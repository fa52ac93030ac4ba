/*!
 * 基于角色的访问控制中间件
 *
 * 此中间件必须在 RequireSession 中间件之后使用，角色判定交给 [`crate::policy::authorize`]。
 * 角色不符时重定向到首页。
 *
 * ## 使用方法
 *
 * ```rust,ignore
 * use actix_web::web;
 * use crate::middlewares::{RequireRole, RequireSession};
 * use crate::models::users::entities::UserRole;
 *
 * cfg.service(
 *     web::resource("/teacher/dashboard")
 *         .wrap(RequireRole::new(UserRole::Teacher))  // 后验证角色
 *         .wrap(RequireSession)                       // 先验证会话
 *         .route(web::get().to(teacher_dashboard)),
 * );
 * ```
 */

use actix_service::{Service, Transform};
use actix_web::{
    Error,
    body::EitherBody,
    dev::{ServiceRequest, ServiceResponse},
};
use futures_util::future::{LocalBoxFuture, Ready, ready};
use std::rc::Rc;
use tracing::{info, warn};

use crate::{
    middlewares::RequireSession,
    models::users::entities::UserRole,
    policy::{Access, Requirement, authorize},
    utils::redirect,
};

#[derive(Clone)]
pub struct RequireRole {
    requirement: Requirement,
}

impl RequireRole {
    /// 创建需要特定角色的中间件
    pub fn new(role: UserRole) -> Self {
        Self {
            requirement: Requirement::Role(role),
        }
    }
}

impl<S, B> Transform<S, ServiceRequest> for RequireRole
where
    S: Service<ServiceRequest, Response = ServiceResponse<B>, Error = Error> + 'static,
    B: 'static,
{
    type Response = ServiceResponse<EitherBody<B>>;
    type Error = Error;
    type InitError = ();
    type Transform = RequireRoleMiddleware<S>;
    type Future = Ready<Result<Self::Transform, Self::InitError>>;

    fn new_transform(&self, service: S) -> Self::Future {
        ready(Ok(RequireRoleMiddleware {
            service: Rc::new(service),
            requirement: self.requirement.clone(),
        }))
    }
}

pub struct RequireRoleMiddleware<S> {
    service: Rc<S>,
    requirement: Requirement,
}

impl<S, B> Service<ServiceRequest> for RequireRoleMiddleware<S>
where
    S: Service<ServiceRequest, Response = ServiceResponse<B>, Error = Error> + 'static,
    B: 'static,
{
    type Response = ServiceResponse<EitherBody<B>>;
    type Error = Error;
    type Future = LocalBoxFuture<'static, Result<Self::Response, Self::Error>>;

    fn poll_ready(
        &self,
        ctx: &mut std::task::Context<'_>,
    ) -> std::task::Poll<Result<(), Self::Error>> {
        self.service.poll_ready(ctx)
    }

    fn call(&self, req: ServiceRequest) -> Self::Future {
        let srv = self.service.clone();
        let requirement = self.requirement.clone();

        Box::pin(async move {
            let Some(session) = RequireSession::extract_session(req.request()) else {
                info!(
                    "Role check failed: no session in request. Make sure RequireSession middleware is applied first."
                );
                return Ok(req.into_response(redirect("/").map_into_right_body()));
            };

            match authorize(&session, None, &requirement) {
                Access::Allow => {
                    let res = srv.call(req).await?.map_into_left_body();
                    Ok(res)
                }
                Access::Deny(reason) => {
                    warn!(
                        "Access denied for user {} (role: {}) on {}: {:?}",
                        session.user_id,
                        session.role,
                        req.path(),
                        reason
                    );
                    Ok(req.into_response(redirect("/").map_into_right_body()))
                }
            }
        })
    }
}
...
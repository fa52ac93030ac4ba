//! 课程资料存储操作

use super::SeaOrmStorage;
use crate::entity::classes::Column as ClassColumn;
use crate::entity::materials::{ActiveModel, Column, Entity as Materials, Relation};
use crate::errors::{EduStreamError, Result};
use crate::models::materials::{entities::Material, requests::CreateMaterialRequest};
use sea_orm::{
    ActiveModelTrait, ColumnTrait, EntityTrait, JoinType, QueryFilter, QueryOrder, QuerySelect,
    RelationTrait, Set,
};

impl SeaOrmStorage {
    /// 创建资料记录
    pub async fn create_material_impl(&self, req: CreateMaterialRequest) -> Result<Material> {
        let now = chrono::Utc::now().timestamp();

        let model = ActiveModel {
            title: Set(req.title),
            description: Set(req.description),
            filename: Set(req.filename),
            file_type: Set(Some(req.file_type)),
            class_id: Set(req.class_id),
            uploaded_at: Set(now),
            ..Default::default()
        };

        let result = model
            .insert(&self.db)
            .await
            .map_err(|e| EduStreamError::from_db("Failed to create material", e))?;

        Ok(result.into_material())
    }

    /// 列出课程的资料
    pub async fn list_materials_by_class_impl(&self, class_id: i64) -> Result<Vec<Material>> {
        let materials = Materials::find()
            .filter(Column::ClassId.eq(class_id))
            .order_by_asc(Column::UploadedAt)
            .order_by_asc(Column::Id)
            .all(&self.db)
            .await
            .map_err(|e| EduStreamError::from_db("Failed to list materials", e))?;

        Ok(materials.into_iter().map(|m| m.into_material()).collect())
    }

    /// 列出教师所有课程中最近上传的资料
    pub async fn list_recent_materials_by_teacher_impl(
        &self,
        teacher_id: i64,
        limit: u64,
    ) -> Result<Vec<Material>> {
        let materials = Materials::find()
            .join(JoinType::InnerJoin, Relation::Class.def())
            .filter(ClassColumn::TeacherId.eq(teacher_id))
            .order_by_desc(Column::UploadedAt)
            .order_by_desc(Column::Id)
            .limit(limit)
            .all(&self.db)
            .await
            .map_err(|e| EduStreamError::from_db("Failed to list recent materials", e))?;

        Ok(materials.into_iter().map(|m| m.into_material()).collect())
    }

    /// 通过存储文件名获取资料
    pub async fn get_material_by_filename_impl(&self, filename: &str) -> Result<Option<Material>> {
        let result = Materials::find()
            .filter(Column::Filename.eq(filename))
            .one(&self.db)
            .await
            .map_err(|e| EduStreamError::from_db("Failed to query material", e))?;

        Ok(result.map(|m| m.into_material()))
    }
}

● Brief
Look above for the line holding "impl<S, B> Transform<S, ServiceRequest>". Print it and every line after it, exactly, through the line holding "type Transform = RequireRoleMiddleware<S>;".

● Written answer
impl<S, B> Transform<S, ServiceRequest> for RequireRole
where
    S: Service<ServiceRequest, Response = ServiceResponse<B>, Error = Error> + 'static,
    B: 'static,
{
    type Response = ServiceResponse<EitherBody<B>>;
    type Error = Error;
    type InitError = ();
    type Transform = RequireRoleMiddleware<S>;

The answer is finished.